* THE TASK *
Pull every line containing the word "encode" out of the material below.
= Beginning of Section =
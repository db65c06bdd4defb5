// Backend API repository implementation
use crate::application::sensor_repository::SensorRepository;
use crate::domain::model_config::ModelConfig;
use crate::domain::range::RangeSelector;
use crate::domain::sensor::SensorType;
use crate::domain::telemetry::{ForecastResponse, SensorSeriesResponse};
use crate::error::ApiError;
use anyhow::{Context, Result};
use async_trait::async_trait;
use serde::de::DeserializeOwned;
use serde::Serialize;
use std::time::Duration;

#[derive(Debug, Clone)]
pub struct HttpSensorRepository {
    client: reqwest::Client,
    base_url: String,
    token: String,
}

#[derive(Debug, Serialize)]
struct PredictionConfigBody<'a> {
    sensor_type: &'a str,
    days: u32,
    lookback_days: u32,
}

impl HttpSensorRepository {
    pub fn new(base_url: String, token: String, timeout: Duration) -> Result<Self> {
        let client = reqwest::Client::builder()
            .timeout(timeout)
            .build()
            .context("Failed to create HTTP client")?;

        Ok(Self {
            client,
            base_url: base_url.trim_end_matches('/').to_string(),
            token,
        })
    }

    fn historical_url(&self, sensor: SensorType, range: RangeSelector) -> String {
        let window = match range {
            RangeSelector::FixedWindow { hours } => format!("hours={hours}"),
            RangeSelector::CustomRange { start, end } => format!(
                "start_date={}&end_date={}",
                urlencoding::encode(&start.format("%Y-%m-%d").to_string()),
                urlencoding::encode(&end.format("%Y-%m-%d").to_string())
            ),
        };
        format!(
            "{}/api/charts/historical-data?sensor_type={}&{}",
            self.base_url,
            urlencoding::encode(sensor.backend_name()),
            window
        )
    }

    fn forecast_url(&self, sensor: SensorType, config: ModelConfig) -> String {
        format!(
            "{}/api/sensors/predict/{}?days={}&lookback_days={}",
            self.base_url,
            sensor.backend_name(),
            config.days,
            config.lookback_days
        )
    }

    fn config_url(&self) -> String {
        format!("{}/api/sensors/prediction-config", self.base_url)
    }

    async fn check_status(response: reqwest::Response) -> Result<reqwest::Response, ApiError> {
        if response.status().is_success() {
            return Ok(response);
        }

        let status = response.status().as_u16();
        let body = response.text().await.unwrap_or_default();
        Err(ApiError::Status { status, body })
    }

    async fn get_json<T: DeserializeOwned>(&self, url: &str) -> Result<T, ApiError> {
        tracing::debug!("GET {}", url);
        let response = self
            .client
            .get(url)
            .bearer_auth(&self.token)
            .header("Accept", "application/json")
            .send()
            .await
            .map_err(|e| ApiError::Transport(e.to_string()))?;

        Self::check_status(response)
            .await?
            .json::<T>()
            .await
            .map_err(|e| ApiError::Decode(e.to_string()))
    }
}

#[async_trait]
impl SensorRepository for HttpSensorRepository {
    async fn fetch_historical(
        &self,
        sensor: SensorType,
        range: RangeSelector,
    ) -> Result<SensorSeriesResponse, ApiError> {
        self.get_json(&self.historical_url(sensor, range)).await
    }

    async fn fetch_forecast(
        &self,
        sensor: SensorType,
        config: ModelConfig,
    ) -> Result<ForecastResponse, ApiError> {
        if !sensor.supports_forecast() {
            tracing::debug!(sensor = sensor.ui_id(), "No forecast endpoint for sensor");
            return Ok(ForecastResponse::default());
        }
        self.get_json(&self.forecast_url(sensor, config)).await
    }

    async fn save_prediction_config(
        &self,
        sensor: SensorType,
        config: ModelConfig,
    ) -> Result<(), ApiError> {
        let body = PredictionConfigBody {
            sensor_type: sensor.backend_name(),
            days: config.days,
            lookback_days: config.lookback_days,
        };

        let response = self
            .client
            .post(self.config_url())
            .bearer_auth(&self.token)
            .json(&body)
            .send()
            .await
            .map_err(|e| ApiError::Transport(e.to_string()))?;

        Self::check_status(response).await?;
        Ok(())
    }
}
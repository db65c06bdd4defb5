use crate::domain::sensor::SensorType;
use serde::Deserialize;
use std::path::PathBuf;

#[derive(Debug, Deserialize, Clone)]
pub struct DashboardConfig {
    pub api: ApiSettings,
    #[serde(default)]
    pub server: ServerSettings,
    #[serde(default)]
    pub dashboard: DashboardSettings,
    #[serde(default)]
    pub storage: StorageSettings,
}

#[derive(Debug, Deserialize, Clone)]
pub struct ApiSettings {
    pub base_url: String,
    pub token: String,
    #[serde(default = "default_timeout_secs")]
    pub timeout_secs: u64,
}

#[derive(Debug, Deserialize, Clone)]
pub struct ServerSettings {
    pub bind: String,
}

impl Default for ServerSettings {
    fn default() -> Self {
        Self {
            bind: "0.0.0.0:8080".to_string(),
        }
    }
}

#[derive(Debug, Deserialize, Clone)]
pub struct DashboardSettings {
    #[serde(default = "default_window_hours")]
    pub default_window_hours: u32,
    /// 0 disables background polling
    #[serde(default = "default_poll_interval_secs")]
    pub poll_interval_secs: u64,
    #[serde(default = "default_sensors")]
    pub sensors: Vec<String>,
}

impl Default for DashboardSettings {
    fn default() -> Self {
        Self {
            default_window_hours: default_window_hours(),
            poll_interval_secs: default_poll_interval_secs(),
            sensors: default_sensors(),
        }
    }
}

#[derive(Debug, Deserialize, Clone, Default)]
pub struct StorageSettings {
    /// JSON file for local preferences; in-memory when absent
    pub path: Option<PathBuf>,
}

fn default_timeout_secs() -> u64 {
    30
}

fn default_window_hours() -> u32 {
    24
}

fn default_poll_interval_secs() -> u64 {
    300
}

fn default_sensors() -> Vec<String> {
    SensorType::ALL.iter().map(|s| s.ui_id().to_string()).collect()
}

impl DashboardSettings {
    pub fn sensor_types(&self) -> anyhow::Result<Vec<SensorType>> {
        self.sensors
            .iter()
            .map(|id| {
                SensorType::from_ui_id(id)
                    .ok_or_else(|| anyhow::anyhow!("Unknown sensor in configuration: {id}"))
            })
            .collect()
    }
}

/// `config/dashboard.{toml,...}` overlaid with `DASHBOARD__SECTION__KEY`
/// environment variables.
pub fn load_dashboard_config() -> anyhow::Result<DashboardConfig> {
    let settings = config::Config::builder()
        .add_source(config::File::with_name("config/dashboard").required(false))
        .add_source(config::Environment::with_prefix("DASHBOARD").separator("__"))
        .build()?;

    Ok(settings.try_deserialize()?)
}
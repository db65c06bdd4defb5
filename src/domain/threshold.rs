// Threshold tables and status evaluation
use serde::Serialize;

use super::sensor::SensorType;

#[derive(Debug, Clone, Copy, PartialEq, Eq, PartialOrd, Ord, Serialize)]
#[serde(rename_all = "snake_case")]
pub enum Tier {
    Normal,
    Warning,
    Critical,
}

impl Tier {
    pub fn color(self) -> &'static str {
        match self {
            Tier::Normal => "#10b981",
            Tier::Warning => "#f59e0b",
            Tier::Critical => "#ef4444",
        }
    }
}

/// Colour for forecast lines of metrics without a threshold table.
pub const NEUTRAL_COLOR: &str = "#8b5cf6";

/// Nested bands: `normal` sits inside `warning`; anything outside `warning`
/// is critical.
#[derive(Debug, Clone, Copy, PartialEq)]
pub struct ThresholdTable {
    pub normal: (f64, f64),
    pub warning: (f64, f64),
}

const PH_THRESHOLDS: ThresholdTable = ThresholdTable {
    normal: (6.5, 8.5),
    warning: (6.0, 9.0),
};

const CONDUCTIVITY_THRESHOLDS: ThresholdTable = ThresholdTable {
    normal: (200.0, 800.0),
    warning: (100.0, 1200.0),
};

impl ThresholdTable {
    pub fn for_sensor(sensor: SensorType) -> Option<&'static ThresholdTable> {
        match sensor {
            SensorType::Ph => Some(&PH_THRESHOLDS),
            SensorType::Conductivity => Some(&CONDUCTIVITY_THRESHOLDS),
            SensorType::Temperature | SensorType::WaterLevel => None,
        }
    }
}

/// Total over every `f64`: values past the outer bands are critical, and so
/// is NaN since it falls in no band.
pub fn evaluate(value: f64, thresholds: &ThresholdTable) -> Tier {
    let within = |(lo, hi): (f64, f64)| value >= lo && value <= hi;

    if within(thresholds.normal) {
        Tier::Normal
    } else if within(thresholds.warning) {
        Tier::Warning
    } else {
        Tier::Critical
    }
}

/// Most severe tier across `values`; `Normal` for an empty slice.
pub fn worst_tier(values: impl IntoIterator<Item = f64>, thresholds: &ThresholdTable) -> Tier {
    values
        .into_iter()
        .map(|v| evaluate(v, thresholds))
        .max()
        .unwrap_or(Tier::Normal)
}
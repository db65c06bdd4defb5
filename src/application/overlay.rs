// Prediction overlay - Joins a forecast onto the historical chart
//
// The forecast line starts at the last historical value and each forecast
// day is preceded by SPACERS_PER_DAY interpolated spacer points. Point radii
// are categorical: historical 0, spacer 1, forecast 8.
use crate::domain::labels::format_day_stamp;
use crate::domain::sensor::SensorType;
use crate::domain::telemetry::{ChartData, Dataset, ForecastResponse, TimeSeries};
use crate::domain::threshold::{worst_tier, ThresholdTable, NEUTRAL_COLOR};

pub const SPACERS_PER_DAY: usize = 4;

pub const HISTORICAL_RADIUS: u8 = 0;
pub const SPACER_RADIUS: u8 = 1;
pub const FORECAST_RADIUS: u8 = 8;

const PREDICTION_NAME: &str = "Predicción";

/// Chart holding only the historical line.
pub fn historical_chart(sensor: SensorType, historical: &TimeSeries) -> ChartData {
    let n = historical.len();
    let mut labels = historical.labels.clone();
    labels.resize(n, String::new());

    ChartData::new(
        labels,
        Dataset::new(
            sensor.title().to_string(),
            sensor.line_color().to_string(),
            historical.values.clone(),
            vec![HISTORICAL_RADIUS; n],
        ),
        None,
    )
}

/// Worst-point-wins colour for metrics with thresholds; neutral otherwise.
pub fn forecast_color(sensor: SensorType, values: impl IntoIterator<Item = f64>) -> &'static str {
    match ThresholdTable::for_sensor(sensor) {
        Some(table) => worst_tier(values, table).color(),
        None => NEUTRAL_COLOR,
    }
}

/// Splice `forecast` onto `historical`. An unusable forecast yields the
/// historical-only chart.
pub fn compose(sensor: SensorType, historical: &TimeSeries, forecast: &ForecastResponse) -> ChartData {
    let mut chart = historical_chart(sensor, historical);
    if !forecast.is_usable() {
        return chart;
    }

    let n = historical.len();
    let total = n + forecast.predictions.len() * (SPACERS_PER_DAY + 1);

    let mut values: Vec<Option<f64>> = vec![None; n];
    let mut radius = vec![HISTORICAL_RADIUS; n];
    chart.labels.reserve(total - n);

    let anchor = historical.last_value();
    if !historical.is_empty() {
        values[n - 1] = anchor;
    }

    let mut previous = anchor;
    for (day, point) in forecast.predictions.iter().enumerate() {
        let from = previous.unwrap_or(point.value);
        for step in 1..=SPACERS_PER_DAY {
            let t = step as f64 / (SPACERS_PER_DAY + 1) as f64;
            values.push(Some(from + (point.value - from) * t));
            radius.push(SPACER_RADIUS);
            chart.labels.push(if step - 1 == SPACERS_PER_DAY / 2 {
                format!("Día {}", day + 1)
            } else {
                String::new()
            });
        }

        values.push(Some(point.value));
        radius.push(FORECAST_RADIUS);
        chart.labels.push(format_day_stamp(&point.timestamp));
        previous = Some(point.value);
    }

    chart.historical.values.resize(total, None);
    chart.historical.point_radius.resize(total, HISTORICAL_RADIUS);

    let color = forecast_color(sensor, forecast.predictions.iter().map(|p| p.value));
    chart.prediction = Some(Dataset::new(
        PREDICTION_NAME.to_string(),
        color.to_string(),
        values,
        radius,
    ));
    chart
}

/// Drop the overlay, truncating everything back to `historical_len` points.
pub fn strip_overlay(chart: &ChartData, historical_len: usize) -> ChartData {
    let mut historical = chart.historical.clone();
    historical.values.truncate(historical_len);
    historical.point_radius.truncate(historical_len);

    let mut labels = chart.labels.clone();
    labels.truncate(historical_len);

    ChartData::new(labels, historical, None)
}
= End of Section =
* EXERCISE SOLUTION *
                urlencoding::encode(&start.format("%Y-%m-%d").to_string()),
                urlencoding::encode(&end.format("%Y-%m-%d").to_string())
            urlencoding::encode(sensor.backend_name()),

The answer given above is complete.